可以看到，这里实际上只是将标准量化表乘了一个系数 scale_factor，而前面他是直接将 quality 传过来的。

不知道大家发现问题没有：

前面我们提到，量化就是将频域数据逐项除以量化表再取整，量化表值越大，越容易得到 0 从而压缩数据，因此右下角高频区数值相对更大。

但是，这里直接拿 quality 乘以量化矩阵，质量越大量化矩阵值越大，最后数据越失真，岂不是前后矛盾？

原来前面还调用了 jpeg_quality_scaling()：

GLOBAL(int)
jpeg_quality_scaling (int quality)
/* Convert a user-specified quality rating to a percentage scaling factor
 * for an underlying quantization table, using our recommended scaling curve.
 * The input 'quality' factor should be 0 (terrible) to 100 (very good).
 */
{
  /* Safety limit on quality factor.  Convert 0 to 1 to avoid zero divide. */
  if (quality <= 0) quality = 1;
  if (quality > 100) quality = 100;

  /* The basic table is used as-is (scaling 100) for a quality of 50.
   * Qualities 50..100 are converted to scaling percentage 200 - 2*Q;
   * note that at Q=100 the scaling is 0, which will cause jpeg_add_quant_table
   * to make all the table entries 1 (hence, minimum quantization loss).
   * Qualities 1..50 are converted to scaling percentage 5000/Q.
   */
  if (quality < 50)
    quality = 5000 / quality;
  else
    quality = 200 - quality*2;

  return quality;
}

这里利用反函数，巧妙地将用户层面的图像质量映射到代码实现层面的矩阵采样系数。
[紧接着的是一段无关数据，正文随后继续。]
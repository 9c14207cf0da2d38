//! Stocktake variance and loss

use inv_core::StocktakingItem;
use serde::Serialize;

/// Counted minus theoretical stock
pub fn stock_difference(item: &StocktakingItem) -> f64 {
    item.actual_stock - item.theoretical_stock
}

pub fn stock_difference_amount(item: &StocktakingItem, unit_cost: f64) -> f64 {
    stock_difference(item) * unit_cost
}

/// Share of theoretical stock that went missing, in percent
///
/// Returns 0 when `theoretical_stock` is 0. Surpluses give negative rates.
pub fn loss_rate(theoretical_stock: f64, actual_stock: f64) -> f64 {
    if theoretical_stock == 0.0 {
        return 0.0;
    }
    (theoretical_stock - actual_stock) / theoretical_stock * 100.0
}

#[derive(Debug, Clone, Default, PartialEq, Serialize)]
#[serde(rename_all = "camelCase")]
pub struct StocktakeSummary {
    pub lines: usize,
    pub counted: usize,
    pub shortage_lines: usize,
    pub surplus_lines: usize,
    pub total_difference_amount: f64,
    pub loss_rate: f64,
}

/// Roll up a stocktake's lines
pub fn stocktake_summary(items: &[StocktakingItem]) -> StocktakeSummary {
    let mut summary = StocktakeSummary {
        lines: items.len(),
        ..StocktakeSummary::default()
    };
    let mut theoretical = 0.0;
    let mut actual = 0.0;

    for item in items {
        if item.is_counted() {
            summary.counted += 1;
        }
        if item.difference < 0.0 {
            summary.shortage_lines += 1;
        } else if item.difference > 0.0 {
            summary.surplus_lines += 1;
        }
        summary.total_difference_amount += item.difference_amount;
        theoretical += item.theoretical_stock;
        actual += item.actual_stock;
    }

    summary.loss_rate = loss_rate(theoretical, actual);
    summary
}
这样就能说得通了。

哈夫曼编码

首先有个哈夫曼表的数据结构定义，类似量化表：

typedef struct {
  /* These two fields directly represent the contents of a JPEG DHT marker */
  UINT8 bits[17];               /* bits[k] = # of symbols with codes of */
                                /* length k bits; bits[0] is unused */
  UINT8 huffval[256];           /* The symbols, in order of incr code length */
  /* This field is used only during compression.  It's initialized FALSE when
   * the table is created, and set TRUE when it's been output to the file.
   * You could suppress output of a table by setting this to TRUE.
   * (See jpeg_suppress_tables for an example.)
   */
  boolean sent_table;           /* TRUE when table has been output */
} JHUFF_TBL;

同样，jpeg_compress_struct 也包含两个哈夫曼表数组成员：

struct jpeg_compress_struct {
    ...
    JHUFF_TBL *dc_huff_tbl_ptrs[NUM_HUFF_TBLS];
    JHUFF_TBL *ac_huff_tbl_ptrs[NUM_HUFF_TBLS];
    /* ptrs to Huffman coding tables, or NULL if not defined */
   ...
}

dc_huff_tbl_ptrs 用于对左上角直流(DC)部分作差分编码，ac_huff_tbl_ptrs 用于对剩余交流(AC)部分作游程编码。